[[ Provided material open ]]

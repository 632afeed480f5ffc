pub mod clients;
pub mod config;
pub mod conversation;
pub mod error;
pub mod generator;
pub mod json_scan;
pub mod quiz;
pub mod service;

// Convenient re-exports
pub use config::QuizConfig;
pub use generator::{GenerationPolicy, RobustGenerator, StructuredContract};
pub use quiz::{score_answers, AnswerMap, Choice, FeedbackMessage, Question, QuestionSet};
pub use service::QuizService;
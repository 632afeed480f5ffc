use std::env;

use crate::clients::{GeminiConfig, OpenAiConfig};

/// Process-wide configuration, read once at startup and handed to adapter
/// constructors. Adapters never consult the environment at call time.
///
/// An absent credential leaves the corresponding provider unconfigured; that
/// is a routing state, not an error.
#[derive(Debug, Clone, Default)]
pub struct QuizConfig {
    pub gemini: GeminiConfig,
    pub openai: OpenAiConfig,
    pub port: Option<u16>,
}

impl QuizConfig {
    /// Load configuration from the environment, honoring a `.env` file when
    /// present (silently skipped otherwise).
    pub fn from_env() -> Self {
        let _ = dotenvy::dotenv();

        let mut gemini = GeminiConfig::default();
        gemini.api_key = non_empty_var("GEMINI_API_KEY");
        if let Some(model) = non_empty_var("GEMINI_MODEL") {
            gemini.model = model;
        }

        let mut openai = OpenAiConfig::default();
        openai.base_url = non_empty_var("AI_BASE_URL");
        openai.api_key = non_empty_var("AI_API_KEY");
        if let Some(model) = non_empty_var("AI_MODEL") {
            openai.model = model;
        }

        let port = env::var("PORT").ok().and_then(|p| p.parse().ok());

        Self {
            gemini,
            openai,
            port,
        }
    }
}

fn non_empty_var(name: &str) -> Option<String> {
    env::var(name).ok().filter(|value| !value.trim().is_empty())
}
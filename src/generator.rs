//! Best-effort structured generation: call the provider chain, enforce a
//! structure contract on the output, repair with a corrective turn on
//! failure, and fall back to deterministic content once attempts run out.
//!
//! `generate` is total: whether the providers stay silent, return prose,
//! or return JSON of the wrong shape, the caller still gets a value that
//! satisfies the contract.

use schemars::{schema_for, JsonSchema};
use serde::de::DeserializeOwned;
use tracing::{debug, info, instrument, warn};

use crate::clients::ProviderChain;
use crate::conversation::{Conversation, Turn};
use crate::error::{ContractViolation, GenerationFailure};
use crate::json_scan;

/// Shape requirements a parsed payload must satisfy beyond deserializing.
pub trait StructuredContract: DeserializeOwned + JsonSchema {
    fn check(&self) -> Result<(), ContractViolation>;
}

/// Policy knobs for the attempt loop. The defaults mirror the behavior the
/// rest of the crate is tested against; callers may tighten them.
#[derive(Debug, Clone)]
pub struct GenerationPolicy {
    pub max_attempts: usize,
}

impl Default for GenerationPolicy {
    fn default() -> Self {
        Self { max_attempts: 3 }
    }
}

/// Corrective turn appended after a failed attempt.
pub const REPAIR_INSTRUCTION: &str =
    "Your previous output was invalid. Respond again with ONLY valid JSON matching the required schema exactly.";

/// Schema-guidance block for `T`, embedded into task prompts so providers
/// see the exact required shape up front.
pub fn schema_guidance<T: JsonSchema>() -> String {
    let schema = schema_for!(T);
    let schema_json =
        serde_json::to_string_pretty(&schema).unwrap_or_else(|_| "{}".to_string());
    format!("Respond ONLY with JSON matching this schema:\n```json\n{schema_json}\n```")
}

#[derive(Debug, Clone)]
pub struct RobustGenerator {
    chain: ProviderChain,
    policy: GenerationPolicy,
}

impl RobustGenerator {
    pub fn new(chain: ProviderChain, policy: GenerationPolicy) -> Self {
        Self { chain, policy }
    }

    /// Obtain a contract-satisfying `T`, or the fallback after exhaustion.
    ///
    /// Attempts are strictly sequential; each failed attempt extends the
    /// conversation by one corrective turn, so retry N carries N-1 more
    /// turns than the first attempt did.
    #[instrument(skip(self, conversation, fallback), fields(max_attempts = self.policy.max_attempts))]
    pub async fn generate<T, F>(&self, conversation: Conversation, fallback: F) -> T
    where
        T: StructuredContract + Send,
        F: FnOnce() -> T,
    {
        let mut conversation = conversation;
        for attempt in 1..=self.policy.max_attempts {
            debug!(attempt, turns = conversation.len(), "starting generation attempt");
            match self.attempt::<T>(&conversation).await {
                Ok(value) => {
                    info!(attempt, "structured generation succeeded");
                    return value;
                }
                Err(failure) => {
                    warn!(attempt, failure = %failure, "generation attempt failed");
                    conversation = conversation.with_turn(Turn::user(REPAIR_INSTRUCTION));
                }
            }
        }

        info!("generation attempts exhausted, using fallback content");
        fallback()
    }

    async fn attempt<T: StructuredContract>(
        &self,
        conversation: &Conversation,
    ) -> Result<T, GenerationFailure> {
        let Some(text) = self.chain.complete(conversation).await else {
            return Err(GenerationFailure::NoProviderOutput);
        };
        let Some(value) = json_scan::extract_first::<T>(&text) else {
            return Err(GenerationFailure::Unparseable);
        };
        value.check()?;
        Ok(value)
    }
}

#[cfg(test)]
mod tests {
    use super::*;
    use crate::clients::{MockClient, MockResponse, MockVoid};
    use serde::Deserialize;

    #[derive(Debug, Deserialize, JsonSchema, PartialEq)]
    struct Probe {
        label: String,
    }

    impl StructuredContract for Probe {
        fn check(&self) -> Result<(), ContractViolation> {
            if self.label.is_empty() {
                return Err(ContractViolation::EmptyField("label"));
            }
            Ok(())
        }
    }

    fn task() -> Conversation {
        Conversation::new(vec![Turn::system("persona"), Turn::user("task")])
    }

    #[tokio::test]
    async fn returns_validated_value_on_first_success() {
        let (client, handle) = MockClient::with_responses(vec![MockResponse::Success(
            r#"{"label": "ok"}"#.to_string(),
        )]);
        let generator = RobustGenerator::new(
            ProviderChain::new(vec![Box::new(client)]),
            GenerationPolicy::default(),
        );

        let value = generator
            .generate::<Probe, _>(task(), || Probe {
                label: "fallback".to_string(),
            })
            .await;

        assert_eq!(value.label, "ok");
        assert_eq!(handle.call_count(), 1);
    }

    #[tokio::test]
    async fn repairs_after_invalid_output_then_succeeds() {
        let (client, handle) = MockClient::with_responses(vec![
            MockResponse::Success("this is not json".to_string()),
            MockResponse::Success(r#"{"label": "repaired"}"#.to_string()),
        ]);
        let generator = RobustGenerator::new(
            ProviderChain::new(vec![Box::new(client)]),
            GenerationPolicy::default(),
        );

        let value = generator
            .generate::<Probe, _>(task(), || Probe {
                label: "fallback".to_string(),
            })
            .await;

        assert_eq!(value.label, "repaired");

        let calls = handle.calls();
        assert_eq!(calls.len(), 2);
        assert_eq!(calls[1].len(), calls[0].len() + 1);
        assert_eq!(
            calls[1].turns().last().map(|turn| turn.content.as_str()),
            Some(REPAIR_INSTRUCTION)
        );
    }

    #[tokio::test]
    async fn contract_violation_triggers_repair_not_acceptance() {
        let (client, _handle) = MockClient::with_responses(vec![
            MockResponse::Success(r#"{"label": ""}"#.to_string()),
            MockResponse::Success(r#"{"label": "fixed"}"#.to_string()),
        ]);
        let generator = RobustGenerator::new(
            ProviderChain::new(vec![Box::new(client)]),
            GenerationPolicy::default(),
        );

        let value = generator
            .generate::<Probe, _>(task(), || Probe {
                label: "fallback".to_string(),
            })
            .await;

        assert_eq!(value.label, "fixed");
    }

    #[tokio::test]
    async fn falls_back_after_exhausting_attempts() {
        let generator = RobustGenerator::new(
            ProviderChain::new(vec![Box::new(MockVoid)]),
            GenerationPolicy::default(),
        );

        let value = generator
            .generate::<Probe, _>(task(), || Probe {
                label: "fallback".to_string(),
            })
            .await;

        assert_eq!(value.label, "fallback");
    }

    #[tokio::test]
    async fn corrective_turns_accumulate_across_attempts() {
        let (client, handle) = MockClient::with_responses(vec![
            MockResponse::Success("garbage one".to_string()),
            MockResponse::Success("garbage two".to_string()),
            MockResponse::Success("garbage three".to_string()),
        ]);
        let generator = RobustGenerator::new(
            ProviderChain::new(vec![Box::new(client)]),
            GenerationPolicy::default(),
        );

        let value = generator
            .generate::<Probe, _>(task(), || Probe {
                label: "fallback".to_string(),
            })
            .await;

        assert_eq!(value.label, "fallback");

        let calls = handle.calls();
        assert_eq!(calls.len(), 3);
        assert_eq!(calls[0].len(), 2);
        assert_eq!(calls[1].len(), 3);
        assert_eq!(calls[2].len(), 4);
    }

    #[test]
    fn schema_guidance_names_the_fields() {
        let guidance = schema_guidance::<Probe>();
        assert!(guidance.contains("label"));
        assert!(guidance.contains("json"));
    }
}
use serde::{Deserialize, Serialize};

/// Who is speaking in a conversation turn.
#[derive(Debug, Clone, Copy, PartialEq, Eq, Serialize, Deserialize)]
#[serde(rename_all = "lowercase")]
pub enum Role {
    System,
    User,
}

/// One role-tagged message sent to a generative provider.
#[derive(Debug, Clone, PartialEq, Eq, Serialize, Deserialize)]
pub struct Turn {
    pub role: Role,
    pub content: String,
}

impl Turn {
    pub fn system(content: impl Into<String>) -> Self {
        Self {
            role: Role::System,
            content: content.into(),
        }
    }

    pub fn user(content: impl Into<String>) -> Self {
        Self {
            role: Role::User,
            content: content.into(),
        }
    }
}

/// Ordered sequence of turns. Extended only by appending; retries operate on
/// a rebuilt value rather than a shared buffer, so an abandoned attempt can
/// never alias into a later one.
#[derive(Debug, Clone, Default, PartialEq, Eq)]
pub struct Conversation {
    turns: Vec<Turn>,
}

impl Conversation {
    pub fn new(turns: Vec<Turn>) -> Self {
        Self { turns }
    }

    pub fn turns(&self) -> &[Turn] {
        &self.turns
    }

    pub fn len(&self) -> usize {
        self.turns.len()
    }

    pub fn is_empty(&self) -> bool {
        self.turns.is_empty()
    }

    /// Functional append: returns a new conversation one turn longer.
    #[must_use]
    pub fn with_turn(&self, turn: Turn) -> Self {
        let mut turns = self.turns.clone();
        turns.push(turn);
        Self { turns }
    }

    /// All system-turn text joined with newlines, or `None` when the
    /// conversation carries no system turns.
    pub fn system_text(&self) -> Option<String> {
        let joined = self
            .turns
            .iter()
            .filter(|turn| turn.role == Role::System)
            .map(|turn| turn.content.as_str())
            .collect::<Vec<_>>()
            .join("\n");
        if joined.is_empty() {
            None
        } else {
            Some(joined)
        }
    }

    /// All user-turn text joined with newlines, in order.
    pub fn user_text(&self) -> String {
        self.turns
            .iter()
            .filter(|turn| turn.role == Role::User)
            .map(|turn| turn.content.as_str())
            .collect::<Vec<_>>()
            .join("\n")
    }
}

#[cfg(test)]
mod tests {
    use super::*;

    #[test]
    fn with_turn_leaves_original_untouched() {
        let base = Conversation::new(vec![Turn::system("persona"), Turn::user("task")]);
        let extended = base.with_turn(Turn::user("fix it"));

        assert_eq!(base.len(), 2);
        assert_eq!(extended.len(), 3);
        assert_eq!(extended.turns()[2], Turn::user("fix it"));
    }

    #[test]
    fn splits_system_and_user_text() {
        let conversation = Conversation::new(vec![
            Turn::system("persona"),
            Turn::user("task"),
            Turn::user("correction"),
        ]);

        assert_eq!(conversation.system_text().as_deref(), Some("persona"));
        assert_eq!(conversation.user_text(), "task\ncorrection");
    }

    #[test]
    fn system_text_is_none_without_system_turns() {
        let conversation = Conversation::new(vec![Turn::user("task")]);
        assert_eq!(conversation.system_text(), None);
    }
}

[[ Provided material closed ]]
[[ Provided material open ]]

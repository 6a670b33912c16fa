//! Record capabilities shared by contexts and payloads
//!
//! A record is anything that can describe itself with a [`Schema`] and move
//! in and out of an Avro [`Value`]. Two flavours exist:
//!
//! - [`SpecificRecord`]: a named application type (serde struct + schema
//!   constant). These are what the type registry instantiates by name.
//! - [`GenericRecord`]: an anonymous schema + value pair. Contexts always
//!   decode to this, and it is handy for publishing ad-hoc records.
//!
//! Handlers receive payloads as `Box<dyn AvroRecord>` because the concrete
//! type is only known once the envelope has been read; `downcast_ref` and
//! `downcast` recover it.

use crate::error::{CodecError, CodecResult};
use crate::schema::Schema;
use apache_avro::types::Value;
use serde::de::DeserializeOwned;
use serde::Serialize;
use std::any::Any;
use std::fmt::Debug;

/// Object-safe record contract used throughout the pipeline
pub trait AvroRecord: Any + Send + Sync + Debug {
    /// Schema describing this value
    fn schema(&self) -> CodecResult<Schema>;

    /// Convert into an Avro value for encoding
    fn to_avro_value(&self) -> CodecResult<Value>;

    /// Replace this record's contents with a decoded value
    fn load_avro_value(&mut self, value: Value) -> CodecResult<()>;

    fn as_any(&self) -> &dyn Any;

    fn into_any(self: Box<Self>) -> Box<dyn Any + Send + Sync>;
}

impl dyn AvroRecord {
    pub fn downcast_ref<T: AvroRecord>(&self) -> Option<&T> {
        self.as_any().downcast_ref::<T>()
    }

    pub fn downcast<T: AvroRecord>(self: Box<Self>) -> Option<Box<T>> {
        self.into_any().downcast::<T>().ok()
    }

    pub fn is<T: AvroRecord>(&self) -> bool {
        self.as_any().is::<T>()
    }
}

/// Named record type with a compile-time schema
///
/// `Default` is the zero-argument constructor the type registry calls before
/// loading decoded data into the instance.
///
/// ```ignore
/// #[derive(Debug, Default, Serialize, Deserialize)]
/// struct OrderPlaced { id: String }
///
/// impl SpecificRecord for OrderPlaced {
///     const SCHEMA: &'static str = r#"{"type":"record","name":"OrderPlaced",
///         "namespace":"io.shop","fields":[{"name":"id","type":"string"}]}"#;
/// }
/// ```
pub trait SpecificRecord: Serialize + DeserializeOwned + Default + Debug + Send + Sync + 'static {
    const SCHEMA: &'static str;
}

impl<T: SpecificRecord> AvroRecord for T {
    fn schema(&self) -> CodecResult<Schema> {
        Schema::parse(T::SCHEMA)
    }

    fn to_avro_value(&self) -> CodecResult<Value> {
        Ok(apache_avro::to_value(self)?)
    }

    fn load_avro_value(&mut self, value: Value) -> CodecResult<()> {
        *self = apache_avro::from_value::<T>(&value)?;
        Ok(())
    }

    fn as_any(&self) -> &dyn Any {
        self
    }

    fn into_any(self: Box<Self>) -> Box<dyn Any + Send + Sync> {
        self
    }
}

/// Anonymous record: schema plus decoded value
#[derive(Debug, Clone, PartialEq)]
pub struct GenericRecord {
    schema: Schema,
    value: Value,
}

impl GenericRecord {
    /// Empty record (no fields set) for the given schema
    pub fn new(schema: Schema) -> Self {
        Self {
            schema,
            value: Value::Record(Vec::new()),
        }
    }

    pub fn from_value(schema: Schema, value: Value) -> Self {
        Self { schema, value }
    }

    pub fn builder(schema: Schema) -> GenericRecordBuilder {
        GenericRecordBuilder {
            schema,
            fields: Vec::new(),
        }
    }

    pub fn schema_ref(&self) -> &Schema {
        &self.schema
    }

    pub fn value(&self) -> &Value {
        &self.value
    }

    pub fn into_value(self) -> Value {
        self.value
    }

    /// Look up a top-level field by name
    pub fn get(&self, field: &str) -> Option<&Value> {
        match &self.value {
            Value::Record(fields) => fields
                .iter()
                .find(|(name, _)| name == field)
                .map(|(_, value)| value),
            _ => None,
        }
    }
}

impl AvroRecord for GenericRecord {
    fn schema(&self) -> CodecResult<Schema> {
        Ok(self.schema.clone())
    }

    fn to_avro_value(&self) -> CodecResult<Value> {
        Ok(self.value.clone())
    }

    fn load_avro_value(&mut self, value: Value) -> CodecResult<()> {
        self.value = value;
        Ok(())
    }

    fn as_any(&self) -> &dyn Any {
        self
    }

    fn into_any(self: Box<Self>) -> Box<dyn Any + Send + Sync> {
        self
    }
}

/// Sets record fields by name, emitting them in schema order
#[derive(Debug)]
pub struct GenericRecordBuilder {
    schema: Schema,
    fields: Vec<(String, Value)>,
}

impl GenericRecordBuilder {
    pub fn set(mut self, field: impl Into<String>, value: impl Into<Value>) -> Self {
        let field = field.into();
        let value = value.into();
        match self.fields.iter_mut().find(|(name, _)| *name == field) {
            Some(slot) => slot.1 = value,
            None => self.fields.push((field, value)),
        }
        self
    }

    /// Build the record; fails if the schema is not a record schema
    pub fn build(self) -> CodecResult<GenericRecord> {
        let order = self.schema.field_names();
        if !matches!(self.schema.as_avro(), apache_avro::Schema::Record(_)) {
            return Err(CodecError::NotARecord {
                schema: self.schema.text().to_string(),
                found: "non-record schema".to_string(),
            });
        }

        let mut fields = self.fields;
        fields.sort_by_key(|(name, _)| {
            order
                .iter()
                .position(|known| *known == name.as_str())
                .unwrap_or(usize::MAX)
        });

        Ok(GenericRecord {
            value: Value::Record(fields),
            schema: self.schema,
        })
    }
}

[[ Provided material closed ]]

Whenever the word "ContractViolation" appears in a line of the data above, that line counts. Say how many lines count, and nothing more.

4